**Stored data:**
|---|
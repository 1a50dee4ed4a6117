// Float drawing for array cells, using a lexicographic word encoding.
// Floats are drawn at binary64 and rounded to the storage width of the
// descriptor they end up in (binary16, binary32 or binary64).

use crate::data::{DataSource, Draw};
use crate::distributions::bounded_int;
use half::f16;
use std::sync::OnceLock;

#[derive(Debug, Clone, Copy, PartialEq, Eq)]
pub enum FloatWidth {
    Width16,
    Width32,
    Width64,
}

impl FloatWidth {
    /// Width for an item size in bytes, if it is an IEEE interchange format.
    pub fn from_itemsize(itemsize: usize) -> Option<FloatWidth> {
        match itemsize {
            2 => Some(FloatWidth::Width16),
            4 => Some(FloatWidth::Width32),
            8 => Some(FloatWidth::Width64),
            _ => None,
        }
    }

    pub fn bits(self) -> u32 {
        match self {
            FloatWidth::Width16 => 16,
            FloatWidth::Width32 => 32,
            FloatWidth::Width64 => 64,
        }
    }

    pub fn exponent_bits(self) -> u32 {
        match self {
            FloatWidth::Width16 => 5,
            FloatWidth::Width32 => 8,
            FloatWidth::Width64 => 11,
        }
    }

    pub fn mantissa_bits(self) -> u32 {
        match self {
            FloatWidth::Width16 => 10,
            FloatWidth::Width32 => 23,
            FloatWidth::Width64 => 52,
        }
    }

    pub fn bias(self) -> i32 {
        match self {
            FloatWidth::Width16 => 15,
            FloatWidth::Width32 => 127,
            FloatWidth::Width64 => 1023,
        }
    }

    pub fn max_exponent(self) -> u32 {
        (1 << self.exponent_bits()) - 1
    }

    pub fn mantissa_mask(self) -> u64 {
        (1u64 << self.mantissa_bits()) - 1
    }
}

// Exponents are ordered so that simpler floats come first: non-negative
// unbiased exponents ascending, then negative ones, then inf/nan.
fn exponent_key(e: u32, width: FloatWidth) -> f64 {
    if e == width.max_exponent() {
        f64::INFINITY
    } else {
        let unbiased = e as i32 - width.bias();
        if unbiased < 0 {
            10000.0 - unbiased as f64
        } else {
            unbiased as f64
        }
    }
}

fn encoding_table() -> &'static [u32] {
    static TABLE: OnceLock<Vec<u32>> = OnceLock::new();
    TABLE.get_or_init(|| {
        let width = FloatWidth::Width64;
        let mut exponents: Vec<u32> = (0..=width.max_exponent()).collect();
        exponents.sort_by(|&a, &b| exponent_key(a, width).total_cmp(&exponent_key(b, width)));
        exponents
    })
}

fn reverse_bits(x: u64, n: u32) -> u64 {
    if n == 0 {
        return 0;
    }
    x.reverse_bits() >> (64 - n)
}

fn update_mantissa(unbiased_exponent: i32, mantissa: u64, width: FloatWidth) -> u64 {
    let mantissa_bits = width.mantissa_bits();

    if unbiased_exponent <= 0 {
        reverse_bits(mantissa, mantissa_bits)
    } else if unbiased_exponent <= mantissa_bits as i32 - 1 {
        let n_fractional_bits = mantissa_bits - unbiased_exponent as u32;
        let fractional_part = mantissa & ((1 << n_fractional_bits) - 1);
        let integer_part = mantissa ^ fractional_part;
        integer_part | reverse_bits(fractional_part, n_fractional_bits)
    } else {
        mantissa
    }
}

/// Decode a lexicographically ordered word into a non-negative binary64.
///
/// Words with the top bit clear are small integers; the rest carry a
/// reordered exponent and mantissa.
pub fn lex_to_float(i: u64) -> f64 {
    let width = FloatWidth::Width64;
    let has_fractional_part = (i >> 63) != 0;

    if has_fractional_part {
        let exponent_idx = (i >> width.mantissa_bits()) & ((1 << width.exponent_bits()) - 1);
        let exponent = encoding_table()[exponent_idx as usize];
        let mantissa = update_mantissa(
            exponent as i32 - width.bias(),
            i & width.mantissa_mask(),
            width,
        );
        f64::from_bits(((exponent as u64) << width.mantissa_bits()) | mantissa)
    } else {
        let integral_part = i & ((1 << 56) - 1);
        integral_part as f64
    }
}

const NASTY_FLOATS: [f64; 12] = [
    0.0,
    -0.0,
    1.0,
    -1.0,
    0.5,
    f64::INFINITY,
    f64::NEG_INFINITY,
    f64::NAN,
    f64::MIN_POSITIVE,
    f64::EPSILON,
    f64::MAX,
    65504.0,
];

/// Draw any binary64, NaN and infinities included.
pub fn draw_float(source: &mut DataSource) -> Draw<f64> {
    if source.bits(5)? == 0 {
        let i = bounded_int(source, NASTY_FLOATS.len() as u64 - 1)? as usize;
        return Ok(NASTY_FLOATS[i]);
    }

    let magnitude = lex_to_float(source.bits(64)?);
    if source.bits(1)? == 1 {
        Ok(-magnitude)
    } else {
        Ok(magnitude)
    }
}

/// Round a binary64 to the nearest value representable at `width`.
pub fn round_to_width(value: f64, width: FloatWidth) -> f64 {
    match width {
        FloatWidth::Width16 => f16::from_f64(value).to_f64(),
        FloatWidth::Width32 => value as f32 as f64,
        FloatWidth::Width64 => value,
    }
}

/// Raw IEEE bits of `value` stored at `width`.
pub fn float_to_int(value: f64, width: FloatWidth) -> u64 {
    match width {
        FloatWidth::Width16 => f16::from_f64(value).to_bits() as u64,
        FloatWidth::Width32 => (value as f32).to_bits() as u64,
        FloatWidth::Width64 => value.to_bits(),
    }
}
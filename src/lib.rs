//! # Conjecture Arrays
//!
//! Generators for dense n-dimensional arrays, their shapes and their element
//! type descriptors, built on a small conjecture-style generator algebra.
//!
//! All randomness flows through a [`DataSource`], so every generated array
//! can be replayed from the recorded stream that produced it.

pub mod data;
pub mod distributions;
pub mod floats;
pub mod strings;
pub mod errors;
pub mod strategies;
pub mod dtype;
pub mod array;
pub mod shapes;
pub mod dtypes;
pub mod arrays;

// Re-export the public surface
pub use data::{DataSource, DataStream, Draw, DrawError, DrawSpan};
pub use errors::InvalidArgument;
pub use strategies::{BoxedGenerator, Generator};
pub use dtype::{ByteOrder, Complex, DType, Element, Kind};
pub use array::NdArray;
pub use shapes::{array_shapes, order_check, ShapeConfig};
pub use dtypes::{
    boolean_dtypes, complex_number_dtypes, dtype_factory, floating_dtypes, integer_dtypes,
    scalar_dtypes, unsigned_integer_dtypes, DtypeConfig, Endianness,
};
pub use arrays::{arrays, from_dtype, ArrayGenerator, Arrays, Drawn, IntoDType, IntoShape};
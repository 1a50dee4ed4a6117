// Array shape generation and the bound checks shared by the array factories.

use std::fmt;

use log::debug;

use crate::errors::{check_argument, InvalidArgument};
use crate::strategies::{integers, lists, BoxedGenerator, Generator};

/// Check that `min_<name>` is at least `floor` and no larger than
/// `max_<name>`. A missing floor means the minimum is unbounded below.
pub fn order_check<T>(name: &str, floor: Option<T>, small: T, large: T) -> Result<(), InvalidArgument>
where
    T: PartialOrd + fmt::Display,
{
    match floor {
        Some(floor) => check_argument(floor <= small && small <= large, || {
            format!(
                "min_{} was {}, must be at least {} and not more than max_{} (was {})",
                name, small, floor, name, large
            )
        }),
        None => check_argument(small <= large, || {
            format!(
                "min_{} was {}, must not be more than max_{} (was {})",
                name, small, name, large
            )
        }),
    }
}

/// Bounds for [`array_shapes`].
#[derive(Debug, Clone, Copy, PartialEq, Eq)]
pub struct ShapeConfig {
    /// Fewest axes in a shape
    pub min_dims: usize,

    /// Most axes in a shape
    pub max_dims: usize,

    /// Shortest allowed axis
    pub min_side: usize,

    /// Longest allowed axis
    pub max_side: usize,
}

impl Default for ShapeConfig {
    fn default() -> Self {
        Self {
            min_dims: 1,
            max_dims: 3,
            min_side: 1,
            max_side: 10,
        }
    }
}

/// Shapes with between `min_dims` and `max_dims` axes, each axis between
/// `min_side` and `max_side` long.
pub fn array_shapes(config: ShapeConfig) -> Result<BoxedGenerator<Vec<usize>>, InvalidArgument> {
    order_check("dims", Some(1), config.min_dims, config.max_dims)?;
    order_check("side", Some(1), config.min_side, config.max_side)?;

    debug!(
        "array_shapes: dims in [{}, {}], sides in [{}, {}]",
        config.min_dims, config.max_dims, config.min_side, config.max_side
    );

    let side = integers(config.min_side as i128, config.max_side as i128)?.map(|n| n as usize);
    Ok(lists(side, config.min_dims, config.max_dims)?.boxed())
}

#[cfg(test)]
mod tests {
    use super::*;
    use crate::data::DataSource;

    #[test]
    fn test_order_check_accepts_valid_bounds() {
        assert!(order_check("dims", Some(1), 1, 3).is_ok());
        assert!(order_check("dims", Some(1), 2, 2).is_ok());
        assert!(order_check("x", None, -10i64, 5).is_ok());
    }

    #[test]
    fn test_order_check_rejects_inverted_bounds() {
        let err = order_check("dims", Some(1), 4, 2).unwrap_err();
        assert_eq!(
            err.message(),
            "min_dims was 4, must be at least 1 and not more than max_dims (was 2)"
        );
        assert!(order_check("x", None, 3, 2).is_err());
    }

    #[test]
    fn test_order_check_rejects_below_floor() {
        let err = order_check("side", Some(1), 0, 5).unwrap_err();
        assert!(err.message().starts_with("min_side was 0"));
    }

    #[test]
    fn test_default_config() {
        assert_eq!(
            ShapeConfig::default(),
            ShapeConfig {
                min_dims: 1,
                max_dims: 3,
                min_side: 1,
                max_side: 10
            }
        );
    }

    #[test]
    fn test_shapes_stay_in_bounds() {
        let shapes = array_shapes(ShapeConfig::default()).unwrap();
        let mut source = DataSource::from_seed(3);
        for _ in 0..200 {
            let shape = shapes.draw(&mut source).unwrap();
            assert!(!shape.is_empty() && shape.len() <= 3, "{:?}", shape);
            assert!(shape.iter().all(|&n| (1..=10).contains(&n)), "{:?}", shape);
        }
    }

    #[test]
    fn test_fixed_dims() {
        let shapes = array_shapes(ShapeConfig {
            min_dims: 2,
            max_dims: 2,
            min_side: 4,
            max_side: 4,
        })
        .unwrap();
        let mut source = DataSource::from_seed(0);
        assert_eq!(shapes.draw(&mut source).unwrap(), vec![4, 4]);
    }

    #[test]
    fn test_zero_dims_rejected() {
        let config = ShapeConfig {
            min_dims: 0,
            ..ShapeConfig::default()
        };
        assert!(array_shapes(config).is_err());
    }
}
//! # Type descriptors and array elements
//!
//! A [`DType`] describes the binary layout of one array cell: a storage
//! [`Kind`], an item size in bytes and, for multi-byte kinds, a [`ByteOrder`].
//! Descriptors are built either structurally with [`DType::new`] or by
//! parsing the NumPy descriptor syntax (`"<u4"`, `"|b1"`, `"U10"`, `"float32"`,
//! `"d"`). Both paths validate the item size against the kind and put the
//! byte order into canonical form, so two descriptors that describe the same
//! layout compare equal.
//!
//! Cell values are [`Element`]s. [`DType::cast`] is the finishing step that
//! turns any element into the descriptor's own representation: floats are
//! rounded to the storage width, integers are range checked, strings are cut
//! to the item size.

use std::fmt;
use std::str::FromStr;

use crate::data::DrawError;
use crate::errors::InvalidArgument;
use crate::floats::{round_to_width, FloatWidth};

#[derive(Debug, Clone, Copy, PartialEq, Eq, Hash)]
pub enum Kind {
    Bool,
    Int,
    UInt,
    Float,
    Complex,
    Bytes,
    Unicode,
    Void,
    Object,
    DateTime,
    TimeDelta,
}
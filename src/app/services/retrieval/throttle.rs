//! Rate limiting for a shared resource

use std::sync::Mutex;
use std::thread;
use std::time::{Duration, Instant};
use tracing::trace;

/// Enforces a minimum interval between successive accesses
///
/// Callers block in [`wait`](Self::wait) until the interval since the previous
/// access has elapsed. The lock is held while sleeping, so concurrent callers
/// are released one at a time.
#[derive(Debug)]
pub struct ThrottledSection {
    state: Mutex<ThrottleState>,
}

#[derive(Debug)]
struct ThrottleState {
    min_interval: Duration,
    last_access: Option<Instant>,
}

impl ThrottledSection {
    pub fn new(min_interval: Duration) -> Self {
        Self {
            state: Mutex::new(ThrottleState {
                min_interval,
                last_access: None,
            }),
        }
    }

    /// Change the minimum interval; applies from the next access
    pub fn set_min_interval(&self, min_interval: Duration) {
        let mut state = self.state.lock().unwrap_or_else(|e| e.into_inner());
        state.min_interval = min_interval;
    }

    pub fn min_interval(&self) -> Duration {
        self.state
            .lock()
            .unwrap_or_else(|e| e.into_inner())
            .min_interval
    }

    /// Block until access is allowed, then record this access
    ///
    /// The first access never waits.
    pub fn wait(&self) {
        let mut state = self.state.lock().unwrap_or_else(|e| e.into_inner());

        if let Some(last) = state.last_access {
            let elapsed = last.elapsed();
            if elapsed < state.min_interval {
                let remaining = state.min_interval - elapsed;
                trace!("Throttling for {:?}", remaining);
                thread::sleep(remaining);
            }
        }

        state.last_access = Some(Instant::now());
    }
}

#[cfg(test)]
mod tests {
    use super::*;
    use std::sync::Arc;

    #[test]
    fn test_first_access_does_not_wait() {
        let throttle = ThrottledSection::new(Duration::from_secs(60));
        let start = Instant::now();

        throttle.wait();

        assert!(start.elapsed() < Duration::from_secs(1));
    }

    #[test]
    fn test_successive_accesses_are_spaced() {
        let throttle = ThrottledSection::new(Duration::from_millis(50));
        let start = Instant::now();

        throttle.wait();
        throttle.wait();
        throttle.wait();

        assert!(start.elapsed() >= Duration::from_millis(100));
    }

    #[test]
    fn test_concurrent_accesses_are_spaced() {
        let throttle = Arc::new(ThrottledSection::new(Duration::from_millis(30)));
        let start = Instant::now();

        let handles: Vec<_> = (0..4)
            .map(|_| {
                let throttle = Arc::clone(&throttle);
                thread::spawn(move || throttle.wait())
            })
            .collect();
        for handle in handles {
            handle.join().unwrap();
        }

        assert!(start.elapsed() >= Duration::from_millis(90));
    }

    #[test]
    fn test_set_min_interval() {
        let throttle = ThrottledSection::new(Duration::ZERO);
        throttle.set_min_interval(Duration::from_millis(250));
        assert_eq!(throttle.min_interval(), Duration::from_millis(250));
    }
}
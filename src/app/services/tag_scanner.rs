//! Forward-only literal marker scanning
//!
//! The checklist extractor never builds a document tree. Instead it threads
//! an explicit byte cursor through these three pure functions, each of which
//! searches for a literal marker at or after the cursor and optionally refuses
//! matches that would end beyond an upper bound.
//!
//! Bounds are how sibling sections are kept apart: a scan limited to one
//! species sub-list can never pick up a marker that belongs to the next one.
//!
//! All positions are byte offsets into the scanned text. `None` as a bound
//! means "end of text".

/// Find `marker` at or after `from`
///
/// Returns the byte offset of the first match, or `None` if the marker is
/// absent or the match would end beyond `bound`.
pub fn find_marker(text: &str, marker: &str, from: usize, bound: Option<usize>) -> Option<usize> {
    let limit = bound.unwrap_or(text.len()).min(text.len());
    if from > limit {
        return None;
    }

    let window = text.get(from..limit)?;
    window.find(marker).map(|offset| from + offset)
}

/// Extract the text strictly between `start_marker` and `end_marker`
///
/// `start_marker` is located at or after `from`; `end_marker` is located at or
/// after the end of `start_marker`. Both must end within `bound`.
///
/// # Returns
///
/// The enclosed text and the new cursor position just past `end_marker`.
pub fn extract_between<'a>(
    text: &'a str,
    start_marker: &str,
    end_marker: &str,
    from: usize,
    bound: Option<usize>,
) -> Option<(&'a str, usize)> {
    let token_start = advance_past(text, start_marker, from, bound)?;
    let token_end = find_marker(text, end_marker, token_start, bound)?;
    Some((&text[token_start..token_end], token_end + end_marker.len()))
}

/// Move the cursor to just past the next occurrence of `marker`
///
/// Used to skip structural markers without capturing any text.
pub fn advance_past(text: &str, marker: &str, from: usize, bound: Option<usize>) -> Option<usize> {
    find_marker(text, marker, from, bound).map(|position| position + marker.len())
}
|---|
**Work item:**
Above are the records. Copy the lines beginning at the one that has "None, 3, 2).is_err());" and ending with the one that has "let shapes = array_shapes(ShapeConfig::default()).unwrap();", unchanged.

**Exercise result:**
        assert!(order_check("x", None, 3, 2).is_err());
    }

    #[test]
    fn test_order_check_rejects_below_floor() {
        let err = order_check("side", Some(1), 0, 5).unwrap_err();
        assert!(err.message().starts_with("min_side was 0"));
    }

    #[test]
    fn test_default_config() {
        assert_eq!(
            ShapeConfig::default(),
            ShapeConfig {
                min_dims: 1,
                max_dims: 3,
                min_side: 1,
                max_side: 10
            }
        );
    }

    #[test]
    fn test_shapes_stay_in_bounds() {
        let shapes = array_shapes(ShapeConfig::default()).unwrap();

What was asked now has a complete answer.